People in the center are still required to maintain social distancing protocols and wear masks at all times. Heartley said the community’s safety remains his “number one priority.”
Heartley said the response to the new guidelines has been mostly positive, with students and faculty eager to return to the stage.
Communication Prof. Melissa Foster recently taught a voice studio lesson in person at the Ethel M. Barber Theater to 14 students. The students would select each other’s repertoire and then sing the chosen songs, all while wearing masks and maintaining 10 feet of distance.

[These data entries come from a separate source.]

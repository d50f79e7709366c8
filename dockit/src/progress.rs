//! Terminal progress bars for uploads.

use dockit_core::contract::ProgressObserver;
use indicatif::{ProgressBar, ProgressStyle};

const TEMPLATE: &str = "Uploading {msg} [{bar:40.cyan/blue}] {percent}% | {bytes}/{total_bytes}";

/// One bar per file, driven by acknowledged bytes.
pub struct ProgressBarObserver {
    bar: ProgressBar,
}

impl ProgressBarObserver {
    pub fn new(label: &str) -> Self {
        let style = ProgressStyle::with_template(TEMPLATE)
            .map(|style| style.progress_chars("█▓░"))
            .unwrap_or_else(|_| ProgressStyle::default_bar());
        let bar = ProgressBar::new(0).with_style(style);
        bar.set_message(label.to_string());
        Self { bar }
    }
}

impl ProgressObserver for ProgressBarObserver {
    fn on_start(&self, total_bytes: u64) {
        self.bar.set_length(total_bytes);
        self.bar.set_position(0);
    }

    fn on_progress(&self, bytes_transferred: u64) {
        self.bar.set_position(bytes_transferred);
    }

    fn on_finish(&self) {
        self.bar.finish();
    }
}

impl Drop for ProgressBarObserver {
    fn drop(&mut self) {
        // Leaves the last drawn state on screen if the upload failed midway.
        if !self.bar.is_finished() {
            self.bar.abandon();
        }
    }
}
/// `load_config` module: reads `~/.dockitrc.json` and merges it with the environment.
///
/// The config file is optional. A missing file means defaults. An unreadable or malformed
/// file is reported with a warning and then also means defaults, so a broken file never
/// stops an upload session.
///
/// Environment variables (after `.env` is loaded in `main`) always win over the file.
use anyhow::{Context, Result};
use dockit_core::config::{Config, FileConfig};
use std::fs::{self, OpenOptions};
use std::io::{ErrorKind, Write};
use std::path::{Path, PathBuf};
use tracing::{info, warn};

pub const CONFIG_FILE_NAME: &str = ".dockitrc.json";

/// `$HOME/.dockitrc.json`, falling back to `%USERPROFILE%` and then the working directory.
pub fn default_config_path() -> PathBuf {
    let home = std::env::var_os("HOME")
        .filter(|h| !h.is_empty())
        .or_else(|| std::env::var_os("USERPROFILE").filter(|h| !h.is_empty()))
        .map(PathBuf::from)
        .unwrap_or_else(|| PathBuf::from("."));
    home.join(CONFIG_FILE_NAME)
}

/// Reads the file layer. Never fails: problems are logged and yield an empty layer.
pub fn read_file_config(path: &Path) -> FileConfig {
    let content = match fs::read_to_string(path) {
        Ok(content) => content,
        Err(e) if e.kind() == ErrorKind::NotFound => {
            info!(config_path = ?path, "No config file, using defaults");
            return FileConfig::default();
        }
        Err(e) => {
            warn!(error = %e, config_path = ?path, "Failed to read config file, using defaults");
            return FileConfig::default();
        }
    };

    match serde_json::from_str::<FileConfig>(&content) {
        Ok(file) => {
            info!(config_path = ?path, "Parsed config file");
            file
        }
        Err(e) => {
            warn!(error = %e, config_path = ?path, "Failed to parse config file, using defaults");
            FileConfig::default()
        }
    }
}

/// Resolves the process configuration from `path` (or the default path) and the environment.
pub fn load_config(path: Option<&Path>) -> Config {
    let path = path
        .map(Path::to_path_buf)
        .unwrap_or_else(default_config_path);
    info!(config_path = ?path, "Loading configuration");
    let file = read_file_config(&path);
    Config::resolve(file, |var| std::env::var(var).ok())
}

#[derive(Debug, PartialEq, Eq)]
pub enum WriteOutcome {
    Created(PathBuf),
    AlreadyExists(PathBuf),
}

/// Writes the default config template to `path` unless a file is already there.
pub fn write_default_config(path: &Path) -> Result<WriteOutcome> {
    let template = FileConfig::template(|var| std::env::var(var).ok());
    let json = serde_json::to_string_pretty(&template).context("Failed to serialize default config")?;

    let mut file = match OpenOptions::new().write(true).create_new(true).open(path) {
        Ok(file) => file,
        Err(e) if e.kind() == ErrorKind::AlreadyExists => {
            info!(config_path = ?path, "Config file already exists, leaving it untouched");
            return Ok(WriteOutcome::AlreadyExists(path.to_path_buf()));
        }
        Err(e) => {
            return Err(e).with_context(|| format!("Failed to create config file {}", path.display()));
        }
    };
    file.write_all(json.as_bytes())
        .and_then(|_| file.write_all(b"\n"))
        .with_context(|| format!("Failed to write config file {}", path.display()))?;

    info!(config_path = ?path, "Created default config file");
    Ok(WriteOutcome::Created(path.to_path_buf()))
}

“Most of my students had said that they were very nervous because they hadn’t been on a stage in over a year,” Foster said. “So many things had to go right for this to happen, and they all seemed so thrilled to be there. It was amazing, and I’m so grateful to the Wirtz staff.”
Communication freshman Daniel Calderon was thrilled to be back on the stage after over a year of virtual theatre. Calderon recently played Tomás Rivera in the Wirtz Center’s in-person production of “Tomás and the Library Lady,” which is the closest Wirtz has gotten to a performance of this modality.
“Tomás and the Library Lady” is based on a true story and follows a family of Mexican migrant workers who move from Texas to Iowa to work in cornfields in the summer of 1945. There, the son, Tomás, finds solace in the library and the librarian who works there.
The performance was filmed in-person, with actors staged socially distanced from one another while wearing masks. To disguise the muffling heard when speaking with masks, the actors pre-recorded their lines, and the sound editors dubbed the recordings onto their performances.
“A lot of us do theater because of the connections you make with people on stage,” Calderon said. “I’m so happy I got to participate in ‘live’ theatre, but at the same time, it made me realize how much I missed the real thing.”
Wirtz has hosted a few in-person rehearsals, allowing students to spend time in the theatre space.
Heartley said he does not know when the center will be ready to operate fully in-person, but he can see the “light at the end of the tunnel.”
Even without many in-person performances, the theatre community at Northwestern has demonstrated its resilience. The Dolphin Show, The Waa-Mu Show and independent students all have projects in the works, adjusting modalities to adhere to safety protocols.
“We could have given up, we could have said no, we could have just simply said, ‘we’re going to sit here and wait,’” Heartley said. “Instead, we embraced the realities of the situation, and we got to work, and I think that speaks to that love of theatre we all hold dear.”